In acht Stunden zu Fuss durch die Altstadt und Ostjerusalem heißt, eine Reise durch die Religionen der Welt zu machen. So viel heilige Stätten auf überschaubarem Raum, die dann auch noch von mehreren Religionen für sich beansprucht werden, das kann eigentlich nur zu Konflikten führen. An neuralgischen Punkten ist denn auch immer wieder Militär präsent und auch ich habe mich im Laufe meiner Reise – fast – an den Anblick von Soldaten mit Maschinengewehren gewöhnt.
Hier heute unterwegs zu sein, bedeutet Feiertagsstimmung im jüdischen Viertel wegen Shabbat, während im muslimischen Teil der Samstag den lebhaften und lautstarken Auftakt zum Wochenbeginn markiert. Faszinierend und anstrengend zugleich ist diese Mischung und darauf genehmige ich mir nach der Rückkehr erstmal ein kühles Goldstar!
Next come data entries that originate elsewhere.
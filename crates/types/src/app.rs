//! Application attributes supplied by the caller
//!
//! These describe the logical application object created in the registry.
//! They deserialize from a TOML or JSON descriptor using snake_case keys;
//! conversion to the registry wire format lives in the network crate.

use serde::{Deserialize, Serialize};

/// Attributes of the application object to create
#[derive(Debug, Clone, PartialEq, Eq, Serialize, Deserialize)]
pub struct AppAttributes {
    pub display_name: String,
    #[serde(default)]
    pub description: String,
    pub publisher: String,
    #[serde(default)]
    pub display_version: Option<String>,
    pub install_command: String,
    pub uninstall_command: String,
    /// Installer entry point inside the package; defaults to the manifest's setup file
    #[serde(default)]
    pub setup_file_path: Option<String>,
    #[serde(default)]
    pub architectures: Vec<Architecture>,
    #[serde(default = "default_minimum_os")]
    pub minimum_os: String,
    #[serde(default)]
    pub install_context: InstallContext,
    #[serde(default)]
    pub restart_behavior: RestartBehavior,
    #[serde(default = "default_max_run_time")]
    pub max_run_time_minutes: u32,
    #[serde(default = "ReturnCode::defaults")]
    pub return_codes: Vec<ReturnCode>,
    pub detection_rules: Vec<DetectionRule>,
    #[serde(default)]
    pub icon: Option<LargeIcon>,
    #[serde(default)]
    pub notes: Option<String>,
    #[serde(default)]
    pub owner: Option<String>,
    #[serde(default)]
    pub developer: Option<String>,
    #[serde(default)]
    pub information_url: Option<String>,
    #[serde(default)]
    pub privacy_url: Option<String>,
}

fn default_minimum_os() -> String {
    "1607".to_string()
}

fn default_max_run_time() -> u32 {
    60
}

#[derive(Debug, Clone, Copy, PartialEq, Eq, Serialize, Deserialize)]
#[serde(rename_all = "lowercase")]
pub enum Architecture {
    X86,
    X64,
    Arm64,
}

impl Architecture {
    #[must_use]
    pub fn as_str(self) -> &'static str {
        match self {
            Self::X86 => "x86",
            Self::X64 => "x64",
            Self::Arm64 => "arm64",
        }
    }
}

/// Account the installer runs as
#[derive(Debug, Clone, Copy, Default, PartialEq, Eq, Serialize, Deserialize)]
#[serde(rename_all = "lowercase")]
pub enum InstallContext {
    #[default]
    System,
    User,
}

#[derive(Debug, Clone, Copy, Default, PartialEq, Eq, Serialize, Deserialize)]
#[serde(rename_all = "snake_case")]
pub enum RestartBehavior {
    #[default]
    BasedOnReturnCode,
    Allow,
    Suppress,
    Force,
}

#[derive(Debug, Clone, Copy, PartialEq, Eq, Serialize, Deserialize)]
#[serde(rename_all = "snake_case")]
pub enum ReturnCodeType {
    Success,
    SoftReboot,
    HardReboot,
    Retry,
    Failed,
}

#[derive(Debug, Clone, Copy, PartialEq, Eq, Serialize, Deserialize)]
pub struct ReturnCode {
    pub code: i64,
    #[serde(rename = "type")]
    pub kind: ReturnCodeType,
}

impl ReturnCode {
    /// Standard Windows installer exit codes
    #[must_use]
    pub fn defaults() -> Vec<Self> {
        vec![
            Self::new(0, ReturnCodeType::Success),
            Self::new(1707, ReturnCodeType::Success),
            Self::new(3010, ReturnCodeType::SoftReboot),
            Self::new(1641, ReturnCodeType::HardReboot),
            Self::new(1618, ReturnCodeType::Retry),
        ]
    }

    #[must_use]
    pub fn new(code: i64, kind: ReturnCodeType) -> Self {
        Self { code, kind }
    }
}

/// Rule the device agent evaluates to decide whether the app is installed
#[derive(Debug, Clone, PartialEq, Eq, Serialize, Deserialize)]
#[serde(tag = "kind", rename_all = "snake_case")]
pub enum DetectionRule {
    MsiProductCode {
        product_code: String,
        #[serde(default)]
        product_version: Option<String>,
    },
    File {
        path: String,
        file_or_folder_name: String,
        detection: FileDetectionType,
        #[serde(default)]
        check_32bit_on_64bit: bool,
    },
    Registry {
        key_path: String,
        #[serde(default)]
        value_name: Option<String>,
        detection: RegistryDetectionType,
        #[serde(default)]
        check_32bit_on_64bit: bool,
    },
    Script {
        /// Base64-encoded PowerShell script
        script_content: String,
        #[serde(default)]
        enforce_signature_check: bool,
        #[serde(default)]
        run_as_32bit: bool,
    },
}

#[derive(Debug, Clone, Copy, PartialEq, Eq, Serialize, Deserialize)]
#[serde(rename_all = "snake_case")]
pub enum FileDetectionType {
    Exists,
    DoesNotExist,
}

#[derive(Debug, Clone, Copy, PartialEq, Eq, Serialize, Deserialize)]
#[serde(rename_all = "snake_case")]
pub enum RegistryDetectionType {
    Exists,
    DoesNotExist,
}

/// Application icon, already base64-encoded
#[derive(Debug, Clone, PartialEq, Eq, Serialize, Deserialize)]
pub struct LargeIcon {
    #[serde(default = "default_icon_type")]
    pub mime_type: String,
    pub base64: String,
}

fn default_icon_type() -> String {
    "image/png".to_string()
}

#[cfg(test)]
mod tests {
    use super::*;

    #[test]
    fn test_descriptor_from_toml() {
        let attrs: AppAttributes = toml::from_str(
            r#"
display_name = "7-Zip"
publisher = "Igor Pavlov"
install_command = "msiexec /i 7z.msi /qn"
uninstall_command = "msiexec /x {23170F69-40C1-2702-2409-000001000000} /qn"
architectures = ["x64"]

[[detection_rules]]
kind = "msi_product_code"
product_code = "{23170F69-40C1-2702-2409-000001000000}"
"#,
        )
        .unwrap();

        assert_eq!(attrs.display_name, "7-Zip");
        assert_eq!(attrs.architectures, vec![Architecture::X64]);
        assert_eq!(attrs.install_context, InstallContext::System);
        assert_eq!(attrs.return_codes, ReturnCode::defaults());
        assert_eq!(attrs.minimum_os, "1607");
        assert!(matches!(
            attrs.detection_rules[0],
            DetectionRule::MsiProductCode { .. }
        ));
    }
}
Aufgrund Deines spannenden Blogs aus dieser Stadt habe ich nach langer Zeit nochmals „Nächstes Jahr in Jerusalem“ von Andrè Kaminski gelesen. Es ist zwar ein Roman, aber man erfährt sehr viel über jüdisches Leben und die Geschichte und ich weiß jetzt auch, dass der Titel ein rituelles Wiedersehens-Versprechen ist, dass in jeder Familie so formuliert wird. Bin schon sehr auf Deine mündlichen Berichte gespannt.